Durable Goods: Ending the Myth of Recovery

by: Michael Shulman

A very bad report – 8% drop in non-defense, non-aircraft in durable good orders. Overall the orders were up 0.3% in the face of a consensus estimate of 2.5%.

This is the final nail – of four – putting to rest the myth of a recovery.

  • Housing is not rebounding – I have been writing on the housing Depression since February of 2007; the math has not changed in that time and there will be no stability in prices and a real world bottom until 2013. Scratch one source of employment, which accounted for 40% of new job creation between 2002 and 2007.
  • Public agencies are contracting – at the state, federal and local level. Government hiring has sustained overall employment numbers for several years and it is now reversing. Forty four states are facing deficits, and we are cutting back in Iraq, reducing military contracting. The federal budget is gong to be frozen or contracting next year. Scratch a second source of hiring.
  • Hospital admissions and medial treatments are down in the face of a recession and lower than forecast Medicare and Medicaid reimbursement rates. That means a reduction in employment in health care, something that has not happened in more than a decade. Scratch source number three of job creation.
  • Durable goods are in the tank. Factories are not buying more equipment, which means they are not hiring. Forget the nonsense in the S-1 filed by General Motors for its IPO, the car market is stuck in neutral, maybe 10.5 million units per year. No more hiring after this quarter and the hiring being done generates half the income of the older workers retiring.

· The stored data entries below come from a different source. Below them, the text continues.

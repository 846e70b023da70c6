//! Spawn exclusion filter
//! Keeps the trail effect off readable and interactive page content

// ============================================================================
// Pointer Target Description
// ============================================================================

/// Element categories the filter cares about. Anything that carries text or
/// is clickable suppresses the effect; `Generic` covers neutral containers
/// and empty page regions.
#[derive(Clone, Copy, PartialEq, Eq, Debug)]
pub enum ElementKind {
    Paragraph,
    Heading(u8),
    Span,
    Anchor,
    Button,
    Label,
    Generic,
}

impl ElementKind {
    pub fn is_text_bearing(self) -> bool {
        !matches!(self, ElementKind::Generic)
    }
}

/// Structural metadata for one element in the hovered chain.
#[derive(Clone, Debug)]
pub struct ElementInfo {
    pub kind: ElementKind,
    pub classes: Vec<String>,
    pub role: Option<String>,
}

impl ElementInfo {
    pub fn new(kind: ElementKind) -> Self {
        Self {
            kind,
            classes: Vec::new(),
            role: None,
        }
    }

    pub fn with_class(mut self, class: &str) -> Self {
        self.classes.push(class.to_string());
        self
    }

    pub fn with_role(mut self, role: &str) -> Self {
        self.role = Some(role.to_string());
        self
    }
}

/// What the pointer is currently over: the element itself plus its enclosing
/// ancestors, innermost first. The host page supplies this; the filter never
/// inspects page structure directly.
#[derive(Clone, Debug)]
pub struct PointerTarget {
    pub element: ElementInfo,
    pub ancestors: Vec<ElementInfo>,
}

impl PointerTarget {
    pub fn new(element: ElementInfo) -> Self {
        Self {
            element,
            ancestors: Vec::new(),
        }
    }

    /// A bare region with no classes, role, or text: always spawn-eligible.
    pub fn generic() -> Self {
        Self::new(ElementInfo::new(ElementKind::Generic))
    }

    pub fn with_ancestor(mut self, ancestor: ElementInfo) -> Self {
        self.ancestors.push(ancestor);
        self
    }

    fn chain(&self) -> impl Iterator<Item = &ElementInfo> {
        std::iter::once(&self.element).chain(self.ancestors.iter())
    }
}

// ============================================================================
// Spawn Filter
// ============================================================================

/// Pluggable exclusion predicate. An event is skipped when the target or any
/// ancestor matches a class-name fragment, carries an excluded role, or is a
/// text-bearing element.
#[derive(Clone, Debug)]
pub struct SpawnFilter {
    pub class_fragments: Vec<String>,
    pub excluded_roles: Vec<String>,
}

impl Default for SpawnFilter {
    fn default() -> Self {
        Self {
            class_fragments: vec![
                "card".to_string(),
                "modal".to_string(),
                "dialog".to_string(),
            ],
            excluded_roles: vec!["dialog".to_string()],
        }
    }
}

impl SpawnFilter {
    pub fn should_skip(&self, target: &PointerTarget) -> bool {
        target.chain().any(|el| self.matches(el))
    }

    fn matches(&self, el: &ElementInfo) -> bool {
        if el.kind.is_text_bearing() {
            return true;
        }
        if let Some(role) = &el.role {
            if self.excluded_roles.iter().any(|r| r == role) {
                return true;
            }
        }
        el.classes
            .iter()
            .any(|class| self.class_fragments.iter().any(|f| class.contains(f)))
    }
}
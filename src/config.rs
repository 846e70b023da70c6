//! Configuration for Cursor Trail RS
//! Trail tuning constants and light/dark theme palettes

use serde::{Deserialize, Serialize};

// ============================================================================
// Trail Configuration
// ============================================================================

#[derive(Clone, Copy, Serialize, Deserialize, Debug)]
pub struct TrailConfig {
    pub enabled: bool,
    /// Minimum wall-clock gap between spawn bursts, in milliseconds.
    pub spawn_interval_ms: u64,
    /// Wall-clock lifetime of a particle, in milliseconds.
    pub lifetime_ms: u64,
    /// Simulated age added per animation frame, in milliseconds.
    pub frame_step_ms: f32,
    /// Spawn position jitter, +/- per axis, in pixels.
    pub jitter_px: f32,
    /// Peak opacity at spawn; fades linearly to zero over the lifetime.
    pub max_opacity: f32,
    /// Total downward drift over a full lifetime, in pixels.
    pub gravity_drift_px: f32,
    /// Speed range in pixels per millisecond of age, [min, max).
    pub min_speed: f32,
    pub max_speed: f32,
    /// Particle diameter range in pixels, [min, max).
    pub min_size: f32,
    pub max_size: f32,
    /// Glow radius grows linearly from min to max over the lifetime.
    pub min_glow: f32,
    pub max_glow: f32,
}

impl Default for TrailConfig {
    fn default() -> Self {
        Self {
            enabled: true,
            spawn_interval_ms: 25,
            lifetime_ms: 1000,
            frame_step_ms: 16.0,
            jitter_px: 10.0,
            max_opacity: 0.7,
            gravity_drift_px: 20.0,
            min_speed: 0.5,
            max_speed: 2.5,
            min_size: 2.0,
            max_size: 6.0,
            min_glow: 8.0,
            max_glow: 16.0,
        }
    }
}

// ============================================================================
// Theme Palettes
// ============================================================================

/// Base colors for trail particles; alpha is derived from particle age.
#[derive(Clone, Serialize, Deserialize, Debug, PartialEq)]
pub struct ThemePalette {
    pub name: String,
    pub particles: Vec<[u8; 3]>,
}

impl Default for ThemePalette {
    fn default() -> Self {
        Self::light()
    }
}

impl ThemePalette {
    /// Soft orchid/plum tones for light backgrounds.
    pub fn light() -> Self {
        Self {
            name: "Light".to_string(),
            particles: vec![
                [186, 85, 211],  // medium orchid
                [221, 160, 221], // plum
                [230, 140, 230], // violet
                [255, 182, 193], // light pink
                [216, 191, 216], // thistle
            ],
        }
    }

    /// Pale pastel tones that read well on dark backgrounds.
    pub fn dark() -> Self {
        Self {
            name: "Dark".to_string(),
            particles: vec![
                [220, 180, 240], // light purple
                [255, 230, 255], // very light pink
                [200, 220, 255], // light blue
                [230, 200, 255], // lilac
                [255, 240, 245], // pale pink
            ],
        }
    }

    pub fn for_theme(dark_mode: bool) -> Self {
        if dark_mode {
            Self::dark()
        } else {
            Self::light()
        }
    }
}

// ============================================================================
// Theme Watching
// ============================================================================

/// Edge-detects flips of an external boolean theme flag. The first
/// observation always reports, so the engine gets an initial palette even
/// when the watcher is created before the flag is first read.
pub struct ThemeWatcher {
    last: Option<bool>,
}

impl ThemeWatcher {
    pub fn new() -> Self {
        Self { last: None }
    }

    /// Feed the current flag; returns `Some(dark_mode)` when it changed.
    pub fn observe(&mut self, dark_mode: bool) -> Option<bool> {
        if self.last == Some(dark_mode) {
            None
        } else {
            self.last = Some(dark_mode);
            Some(dark_mode)
        }
    }
}

impl Default for ThemeWatcher {
    fn default() -> Self {
        Self::new()
    }
}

Scratch exports and manufacturing as the fourth source of hiring.
  • Oh, almost forgot - Wall Street is now cutting back, bonuses and hiring. A small but potential fifth source of hiring down the drain.

What is left? How about bullish pundits on CNBC. There seems to be an inexhaustible supply. This must be generating jobs.

Bottom line: No new jobs means reduced or stagnant national income which means a reduction in the growth of corporate profits, now slated for 14.5% growth in 2011. That, in turn, means the market is overvalued.